Cerca de 12 mil anos atrás, pequenos grupos de humanos abandonaram a caça nômade e coleta de sementes e frutas para se estabelecer em pequenas localidades cultivando agricultura de subsistência e domesticando animais para comida, trabalho, transporte e vestimenta (revolução neolítica). Sobre estas condições de contato ser humano e animal próximo as doenças enzoóticas e zoonóticas começaram a aparecer, tais como catapora, sarampo, tuberculose. Outro aspecto relevante como o desmatamento, intensificação da agricultura (novas fronteiras agrícolas, disrupção do ecossistema promoveu o contato de mais pessoas com a vida selvagem e seu potencial patógeno zoonótico.
Quando num mundo cada vez mais globalizado, pessoas viajam, os germes viajam, tornando assim as pandemias mais possíveis.
COVID-19: definição
A definição básica que o SARS-COV-2 é um RNA vírus que causa uma síndrome respiratória em humanos. A Organização Mundial de Saúde (OMS) declarou em 30 de janeiro de 2020 como uma pandemia (do Grego pandemik de todo povo) mundial a infecção da covid 19 em função da transmissão humano-humano.
Os primeiros relatos se davam em morcegos e a primeira grande referência de transmissão se deu nos mercados de animais a céu aberto na china em 2003, nos morcegos dos cavalos chineses (Rhinolophus Sinicus).

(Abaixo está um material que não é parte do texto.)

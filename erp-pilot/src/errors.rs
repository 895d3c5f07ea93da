use std::path::PathBuf;
use thiserror::Error;

#[derive(Error, Debug)]
pub enum AutomationError {
    #[error("Template directory does not exist: {}", .0.display())]
    TemplateDirectoryMissing(PathBuf),

    #[error("Template asset missing: {0}")]
    TemplateAssetMissing(String),

    #[error("Failed to decode template {}: {source}", path.display())]
    TemplateDecode {
        path: PathBuf,
        #[source]
        source: image::ImageError,
    },

    #[error("Unknown template kind: {0}")]
    UnknownTemplateKind(String),

    #[error("Step failed: {step}")]
    StepFailed { step: String },

    #[error("Could not reach the new receipt form after {attempts} attempts")]
    OpenSequenceExhausted { attempts: usize },

    #[error("Operation cancelled")]
    Cancelled,

    #[error("Window not found: {0}")]
    WindowNotFound(String),

    #[error("Platform-specific error: {0}")]
    PlatformError(String),

    #[error("Unsupported platform: {0}")]
    UnsupportedPlatform(String),

    #[error("Invalid configuration: {0}")]
    InvalidConfig(String),

    #[error(transparent)]
    Io(#[from] std::io::Error),
}

impl AutomationError {
    /// Errors fixed by correcting the configuration or the template set
    pub fn is_config_error(&self) -> bool {
        matches!(
            self,
            AutomationError::TemplateDirectoryMissing(_)
                | AutomationError::TemplateAssetMissing(_)
                | AutomationError::TemplateDecode { .. }
                | AutomationError::UnknownTemplateKind(_)
                | AutomationError::InvalidConfig(_)
                | AutomationError::UnsupportedPlatform(_)
        )
    }

    pub(crate) fn step(step: impl Into<String>) -> Self {
        AutomationError::StepFailed { step: step.into() }
    }
}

O coronavírus possui um dos maiores genomas entre os RNA vírus de 27 a 32 kb, sendo que os receptores que mediam a endocitose são os ACES (angiotensin – converting enzyme) que estão presentes nas superfícies de células renais, vasos sanguíneos, coração e mais importante nos alvéolos respiratórios.
A primeira descrição do coronavírus 229e e OC43 foi feita no final dos anos 60 e era inofensiva para os seres humanos, já a primeira epidemia no inverno de 2003 no sul da china provocou uma mortalidade de 10% nos pacientes infectados.
Em dezembro de 2019 no mercado aberto de animais de Wuhan na China, SARS-COV 2 é o sétimo membro da família do coronavírus que infecta seres humanos diferente tanto do MERS-COV e SARS-COV.
Os perdigotos são a principal forma de transmissão e contágio da doença, e o período médio de incubação é de 4 dias podendo variar de 1 a 12 dias. Os sintomas mais comuns são febre 43% podendo chegar a 88,7%, tosse 67.8%, diarreia em 3,8%, assim como fadiga.
O COVID-19 possui uma alta capacidade de ativação do LT helper (Th1), daí a capacidade se no momento, o corticoide ser bastante útil para reduzir a inflamação pulmonar, por exemplo.
A pró droga nucleosídeo antiviral remdesivir apresenta uma potente eficácia contra o MERS-COV e SARS-COV.
Os anticorpos da classe IgG direcionado contra o SARS-COV2 possui uma meia vida de 85 a 158 dias, podendo em alguns casos permanecer por 300 dias. E o reforço com a vacina estimula as células de memória LB e produz uma alta quantidade de anticorpos em pouco tempo. O interessante é que pós vacina o nível de IgA de mucosa desempenha um importante papel na imunidade de mucosa.
Fatores associados ao prognóstico ruim; idade maior que 65 anos, homem, dispneia, comorbidades (cardiovascular ou doença respiratória e diabetes), hematológica, linfopenia e alta proporção neutrófilo -linfócito, bioquímico (LDH maior que 245U/L, aumento de bilirrubina e creatinina). Inflamação, aumento do PCR, interleucina 6 e ferritina sérica. Aumento do D dímero. Endoteliopatia e angiogênese, aumento da angiopoietina-2, von Willebrand e trombomodulina solúvel.
COVID-19 e manifestações oculares
A conjuntivite é a manifestação ocular mais comum podendo ocorrer em qualquer estágio da doença. Esta conjuntivite inclui hiperemia conjuntival, quemose, epífora e aumento das secreções. O efeito direto do vírus, o dano tecidual imuno mediado, ativação da cascata da coagulação e estado protrombótico.
Essas manifestações oculares incluem a infecção direta, o mecanismo inflamatório, coagulopatiae neuro oftálmico.
O RNA do vírus já foi isolado nos tecidos oculares.
As manifestações oculares podem ocorrer mesmo semanas após a recuperação do paciente. O padrão da conjuntivite é a conjuntivite bilateral folicular em cerca de 8,6% doas casos de infecção por COVID-19 e ocorre em torno do décimo terceiro dia.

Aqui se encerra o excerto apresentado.